Let’s look at some fun and educational ideas for helping kids and parents grow through gardening and have fun in the process:
Toddlers often like nothing more than playing purposefully in the dirt. What’s not to love? They can spend time on a nice day out in the yard with Mom and Dad. They can enjoy pulling up little weeds, digging in the earth, placing seeds in the ground, pouring water on them, covering them up with more dirt, and handling child-sized garden tools.
These are all fun activities for toddlers, and they double as excellent learning opportunities. Children begin to observe the workings of nature close-up and gain an early comprehension of what it means to care for their environment. They develop patience and learn both independence and teamwork through gardening with their parents.
For successful fun learning activities in gardening for kids:
The little individual activities involved in gardening add up to make it a uniquely ideal project for a small child and parent to complete together. The time the family spends in a garden is of the highest quality. Then, the wonder of seeing plants grow over time can inspire many more moments of deeper appreciation for nature as well as a personal and family team achievement.
Being outside with their hands in the soil cultivates so much more than garden plants:
Doing fun tasks in a garden is a natural way to learn many preschool-level math and science skills. There are great opportunities to build early math skills through practical application. For example, allocating seeds for holes dug, proportioning space between plantings, choosing amounts of water, measuring growth, comparing progress rates of plants, etc.
Gardening is also a big science project in learning about the fundamentals of how plants grow, the populations of creatures dwelling in and on the soil and vegetation, climate effects, etc.

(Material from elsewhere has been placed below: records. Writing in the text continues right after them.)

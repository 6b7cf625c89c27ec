//! Per-job scratch workspace lifecycle.
//!
//! ## Why per-job directories?
//!
//! The workspace root is process-wide, but every job gets its own
//! subdirectory named `<job>-<uuid>`. Two concurrent uploads therefore
//! extract and compile in disjoint trees — there is no shared scratch
//! state to race on, and no global lock serialising uploads.
//!
//! The directory is removed best-effort when the [`JobWorkspace`] drops,
//! whether the job succeeded or died mid-stage. Reset-before-use is still
//! the correctness guarantee; Drop cleanup just keeps the scratch root
//! from accumulating dead trees.

use crate::error::ConvertError;
use crate::job::ConversionJob;
use std::path::{Path, PathBuf};
use tracing::{debug, warn};

/// Scratch directory for one job's extraction and compilation.
pub struct JobWorkspace {
    dir: PathBuf,
}

impl JobWorkspace {
    /// Allocate the workspace path for `job` under `workspace_root`.
    ///
    /// Nothing is created on disk until [`JobWorkspace::reset`] runs.
    pub fn new(workspace_root: &Path, job: &ConversionJob) -> Self {
        Self {
            dir: workspace_root.join(job.workspace_dir_name()),
        }
    }

    /// The workspace directory (extraction destination).
    pub fn dir(&self) -> &Path {
        &self.dir
    }

    /// Delete the workspace tree if present, then recreate it empty.
    ///
    /// Idempotent when the directory is absent. Guarantees extraction
    /// starts from a clean slate even if a previous process left a
    /// same-named tree behind.
    pub async fn reset(&self) -> Result<(), ConvertError> {
        match tokio::fs::remove_dir_all(&self.dir).await {
            Ok(()) => debug!("Removed stale workspace {}", self.dir.display()),
            Err(e) if e.kind() == std::io::ErrorKind::NotFound => {}
            Err(e) => {
                return Err(ConvertError::WorkspaceReset {
                    path: self.dir.clone(),
                    source: e,
                })
            }
        }

        tokio::fs::create_dir_all(&self.dir)
            .await
            .map_err(|e| ConvertError::WorkspaceReset {
                path: self.dir.clone(),
                source: e,
            })
    }
}

impl Drop for JobWorkspace {
    fn drop(&mut self) {
        if let Err(e) = std::fs::remove_dir_all(&self.dir) {
            if e.kind() != std::io::ErrorKind::NotFound {
                warn!("Failed to clean up workspace {}: {}", self.dir.display(), e);
            }
        }
    }
}

#[cfg(test)]
mod tests {
    use super::*;
    use crate::job::ConversionJob;

    fn job() -> ConversionJob {
        ConversionJob::new("/tmp/up.zip", "report.zip").unwrap()
    }

    #[tokio::test]
    async fn reset_creates_missing_dir() {
        let root = tempfile::tempdir().unwrap();
        let ws = JobWorkspace::new(root.path(), &job());
        assert!(!ws.dir().exists());

        ws.reset().await.unwrap();
        assert!(ws.dir().is_dir());
    }

    #[tokio::test]
    async fn reset_wipes_leftovers() {
        let root = tempfile::tempdir().unwrap();
        let ws = JobWorkspace::new(root.path(), &job());
        ws.reset().await.unwrap();
        std::fs::write(ws.dir().join("stale.pdf"), b"old run").unwrap();

        ws.reset().await.unwrap();
        assert!(ws.dir().is_dir());
        assert_eq!(std::fs::read_dir(ws.dir()).unwrap().count(), 0);
    }

    #[tokio::test]
    async fn reset_twice_is_idempotent() {
        let root = tempfile::tempdir().unwrap();
        let ws = JobWorkspace::new(root.path(), &job());
        ws.reset().await.unwrap();
        ws.reset().await.unwrap();
        assert!(ws.dir().is_dir());
    }

    #[tokio::test]
    async fn distinct_jobs_get_distinct_dirs() {
        let root = tempfile::tempdir().unwrap();
        let a = JobWorkspace::new(root.path(), &job());
        let b = JobWorkspace::new(root.path(), &job());
        assert_ne!(a.dir(), b.dir());
    }

    #[tokio::test]
    async fn drop_removes_the_tree() {
        let root = tempfile::tempdir().unwrap();
        let dir = {
            let ws = JobWorkspace::new(root.path(), &job());
            ws.reset().await.unwrap();
            ws.dir().to_path_buf()
        };
        assert!(!dir.exists());
    }
}
//! Artifact staging: move the produced PDF into durable storage.
//!
//! ## Why copy via a temp sibling?
//!
//! The storage directory is listed and served concurrently with uploads
//! in flight. Writing the PDF straight to its final name would let a
//! listing (or a download) observe a half-written file. Instead the bytes
//! go into a uniquely-named temp file in the same directory, which is then
//! renamed into place — readers see either nothing or the complete
//! artifact.

use crate::error::ConvertError;
use crate::output::StoredArtifact;
use crate::pipeline::locate::pick_by_extension;
use chrono::{DateTime, Utc};
use std::io;
use std::path::{Path, PathBuf};
use tracing::{debug, info};

/// Stage the PDF produced in `dir` into `storage_dir`.
///
/// Selection follows the same deterministic policy as the source locator:
/// a stem matching `expected_stem` wins, else the lexicographically first
/// `.pdf`.
pub async fn collect(
    dir: &Path,
    expected_stem: &str,
    storage_dir: &Path,
) -> Result<StoredArtifact, ConvertError> {
    let produced = pick_by_extension(dir, "pdf", expected_stem)
        .map_err(|e| ConvertError::io("list artifacts", dir, e))?
        .ok_or_else(|| ConvertError::ArtifactNotProduced {
            dir: dir.to_path_buf(),
        })?;

    tokio::fs::create_dir_all(storage_dir)
        .await
        .map_err(|e| ConvertError::io("create storage dir", storage_dir, e))?;

    let filename = produced
        .file_name()
        .map(|n| n.to_string_lossy().into_owned())
        .ok_or_else(|| ConvertError::ArtifactNotProduced {
            dir: dir.to_path_buf(),
        })?;
    let dest = storage_dir.join(&filename);

    debug!("Staging {} -> {}", produced.display(), dest.display());

    // The copy is blocking file I/O; keep it off the async workers.
    let (src, storage, target) = (produced.clone(), storage_dir.to_path_buf(), dest.clone());
    tokio::task::spawn_blocking(move || stage_atomic(&src, &storage, &target))
        .await
        .map_err(|e| ConvertError::io("stage artifact", &dest, io::Error::other(e)))?
        .map_err(|e| ConvertError::io("stage artifact", &dest, e))?;

    let meta = tokio::fs::metadata(&dest)
        .await
        .map_err(|e| ConvertError::io("stat artifact", &dest, e))?;
    let modified: DateTime<Utc> = meta.modified().map(Into::into).unwrap_or_else(|_| Utc::now());

    info!("Stored artifact {} ({} bytes)", dest.display(), meta.len());

    Ok(StoredArtifact {
        filename,
        path: dest,
        size_bytes: meta.len(),
        modified,
    })
}

/// Copy `src` into `storage_dir` as a temp file, then rename to `dest`.
fn stage_atomic(src: &PathBuf, storage_dir: &Path, dest: &PathBuf) -> io::Result<()> {
    let mut tmp = tempfile::Builder::new()
        .prefix(".staging-")
        .tempfile_in(storage_dir)?;
    let mut reader = std::fs::File::open(src)?;
    io::copy(&mut reader, tmp.as_file_mut())?;
    tmp.persist(dest).map_err(|e| e.error)?;
    Ok(())
}

#[cfg(test)]
mod tests {
    use super::*;

    fn write(dir: &Path, name: &str, contents: &[u8]) {
        std::fs::write(dir.join(name), contents).unwrap();
    }

    #[tokio::test]
    async fn stages_the_produced_pdf() {
        let job = tempfile::tempdir().unwrap();
        let storage = tempfile::tempdir().unwrap();
        write(job.path(), "report.pdf", b"%PDF-1.5 fake");
        write(job.path(), "report.log", b"noise");

        let artifact = collect(job.path(), "report", storage.path()).await.unwrap();

        assert_eq!(artifact.filename, "report.pdf");
        assert_eq!(artifact.size_bytes, 13);
        let staged = std::fs::read(storage.path().join("report.pdf")).unwrap();
        assert_eq!(staged, b"%PDF-1.5 fake");
    }

    #[tokio::test]
    async fn no_temp_leftovers_after_staging() {
        let job = tempfile::tempdir().unwrap();
        let storage = tempfile::tempdir().unwrap();
        write(job.path(), "report.pdf", b"bytes");

        collect(job.path(), "report", storage.path()).await.unwrap();

        let names: Vec<String> = std::fs::read_dir(storage.path())
            .unwrap()
            .map(|e| e.unwrap().file_name().to_string_lossy().into_owned())
            .collect();
        assert_eq!(names, vec!["report.pdf".to_string()]);
    }

    #[tokio::test]
    async fn empty_dir_is_artifact_not_produced() {
        let job = tempfile::tempdir().unwrap();
        let storage = tempfile::tempdir().unwrap();
        write(job.path(), "report.log", b"log only");

        let err = collect(job.path(), "report", storage.path())
            .await
            .unwrap_err();
        assert!(matches!(err, ConvertError::ArtifactNotProduced { .. }));
        assert_eq!(std::fs::read_dir(storage.path()).unwrap().count(), 0);
    }

    #[tokio::test]
    async fn stem_match_beats_sort_order() {
        let job = tempfile::tempdir().unwrap();
        let storage = tempfile::tempdir().unwrap();
        write(job.path(), "appendix.pdf", b"a");
        write(job.path(), "report.pdf", b"r");

        let artifact = collect(job.path(), "report", storage.path()).await.unwrap();
        assert_eq!(artifact.filename, "report.pdf");
    }

    #[tokio::test]
    async fn restaging_overwrites_previous_artifact() {
        let job = tempfile::tempdir().unwrap();
        let storage = tempfile::tempdir().unwrap();
        write(job.path(), "report.pdf", b"first");
        collect(job.path(), "report", storage.path()).await.unwrap();

        write(job.path(), "report.pdf", b"second run");
        let artifact = collect(job.path(), "report", storage.path()).await.unwrap();

        assert_eq!(artifact.size_bytes, 10);
        let staged = std::fs::read(storage.path().join("report.pdf")).unwrap();
        assert_eq!(staged, b"second run");
    }

    #[tokio::test]
    async fn missing_storage_dir_is_created() {
        let job = tempfile::tempdir().unwrap();
        let storage = tempfile::tempdir().unwrap();
        let nested = storage.path().join("artifacts");
        write(job.path(), "report.pdf", b"x");

        collect(job.path(), "report", &nested).await.unwrap();
        assert!(nested.join("report.pdf").is_file());
    }
}
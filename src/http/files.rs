//! Storage listing and deletion.
//!
//! The listing reads filesystem metadata directly — nothing about an
//! artifact is stored anywhere else. Entries are sorted by filename so
//! the response is stable across filesystems. Dot-prefixed names are
//! skipped: in-flight staging temps live in the same directory under
//! `.staging-*` names and must never appear in a listing.

use super::error::{ApiError, ApiResult};
use super::AppState;
use axum::{
    extract::{Path, State},
    Json,
};
use chrono::{DateTime, Utc};
use serde::Serialize;
use tracing::info;

#[derive(Debug, Serialize)]
#[serde(rename_all = "camelCase")]
pub struct FileEntry {
    pub filename: String,
    pub size: u64,
    pub upload_date: DateTime<Utc>,
    pub path: String,
}

/// `GET /files` — list stored artifacts.
pub async fn list_files(State(state): State<AppState>) -> ApiResult<Json<Vec<FileEntry>>> {
    let storage = &state.config.storage_dir;
    let mut entries = Vec::new();

    let mut dir = match tokio::fs::read_dir(storage).await {
        Ok(dir) => dir,
        // No uploads yet: an absent storage dir is an empty listing.
        Err(e) if e.kind() == std::io::ErrorKind::NotFound => return Ok(Json(entries)),
        Err(e) => return Err(ApiError::Internal(format!("Failed to read storage: {e}"))),
    };

    while let Some(entry) = dir
        .next_entry()
        .await
        .map_err(|e| ApiError::Internal(format!("Failed to read storage: {e}")))?
    {
        let filename = entry.file_name().to_string_lossy().into_owned();
        if filename.starts_with('.') {
            continue;
        }
        let meta = match entry.metadata().await {
            Ok(meta) if meta.is_file() => meta,
            _ => continue,
        };
        let upload_date: DateTime<Utc> =
            meta.modified().map(Into::into).unwrap_or_else(|_| Utc::now());
        entries.push(FileEntry {
            path: format!("/uploads/{filename}"),
            filename,
            size: meta.len(),
            upload_date,
        });
    }

    entries.sort_by(|a, b| a.filename.cmp(&b.filename));
    Ok(Json(entries))
}

/// `DELETE /files/{filename}` — remove one stored artifact.
pub async fn delete_file(
    State(state): State<AppState>,
    Path(filename): Path<String>,
) -> ApiResult<Json<serde_json::Value>> {
    // The parameter is client-controlled; only a plain visible filename
    // may reach the storage directory as a path segment.
    if filename.is_empty()
        || filename.starts_with('.')
        || filename.contains(['/', '\\', '\0'])
    {
        return Err(ApiError::BadRequest(format!("Invalid filename '{filename}'")));
    }

    let target = state.config.storage_dir.join(&filename);
    match tokio::fs::remove_file(&target).await {
        Ok(()) => {
            info!("Deleted artifact {}", target.display());
            Ok(Json(
                serde_json::json!({ "message": "File deleted successfully" }),
            ))
        }
        Err(e) if e.kind() == std::io::ErrorKind::NotFound => {
            Err(ApiError::NotFound("File not found".into()))
        }
        Err(e) => Err(ApiError::Internal(format!("Failed to delete file: {e}"))),
    }
}
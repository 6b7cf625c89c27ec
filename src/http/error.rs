//! Translation of pipeline failures into HTTP responses.

use crate::error::ConvertError;
use axum::{
    http::StatusCode,
    response::{IntoResponse, Response},
    Json,
};

/// API error type.
///
/// Validation failures are rejected here, before a job exists; pipeline
/// failures arrive via the `From<ConvertError>` conversion and keep their
/// stage tag in the JSON payload.
#[derive(Debug)]
pub enum ApiError {
    BadRequest(String),
    NotFound(String),
    /// The upload was well-formed but could not be converted; `stage`
    /// names the pipeline step that rejected it.
    Unprocessable {
        stage: &'static str,
        message: String,
    },
    Internal(String),
}

impl IntoResponse for ApiError {
    fn into_response(self) -> Response {
        let (status, stage, message) = match self {
            Self::BadRequest(msg) => (StatusCode::BAD_REQUEST, None, msg),
            Self::NotFound(msg) => (StatusCode::NOT_FOUND, None, msg),
            Self::Unprocessable { stage, message } => {
                (StatusCode::UNPROCESSABLE_ENTITY, Some(stage), message)
            }
            Self::Internal(msg) => {
                tracing::error!("Internal error: {}", msg);
                (StatusCode::INTERNAL_SERVER_ERROR, None, msg)
            }
        };

        let body = match stage {
            Some(stage) => serde_json::json!({ "error": message, "stage": stage }),
            None => serde_json::json!({ "error": message }),
        };
        (status, Json(body)).into_response()
    }
}

impl From<ConvertError> for ApiError {
    fn from(err: ConvertError) -> Self {
        match &err {
            ConvertError::InvalidJobName { .. } | ConvertError::InvalidConfig(_) => {
                Self::BadRequest(err.to_string())
            }
            // The client's archive is at fault: corrupt, missing its
            // source, or uncompilable.
            ConvertError::Extraction { .. }
            | ConvertError::ExtractionTimedOut { .. }
            | ConvertError::SourceNotFound { .. }
            | ConvertError::CompilationFailed { .. }
            | ConvertError::CompilationTimedOut { .. } => Self::Unprocessable {
                stage: err.stage().map(|s| s.as_str()).unwrap_or("convert"),
                message: err.to_string(),
            },
            // Server-side trouble: workspace, staging, or plain I/O.
            ConvertError::WorkspaceReset { .. }
            | ConvertError::ArtifactNotProduced { .. }
            | ConvertError::Io { .. } => Self::Internal(err.to_string()),
        }
    }
}

pub type ApiResult<T> = Result<T, ApiError>;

Gardening with preschoolers can inspire children to explore the next questions about biology and botany, like how the sun makes plants grow, how plants absorb water, what roles the insects play in the system, and so on. The preliminary education in plant growth motivates children to seek the next level of learning on the most closely related science topics.
To boost the learning process, consider coupling your gardening activities with books and other materials on plants, or visiting your local arboretum or gardening nursery.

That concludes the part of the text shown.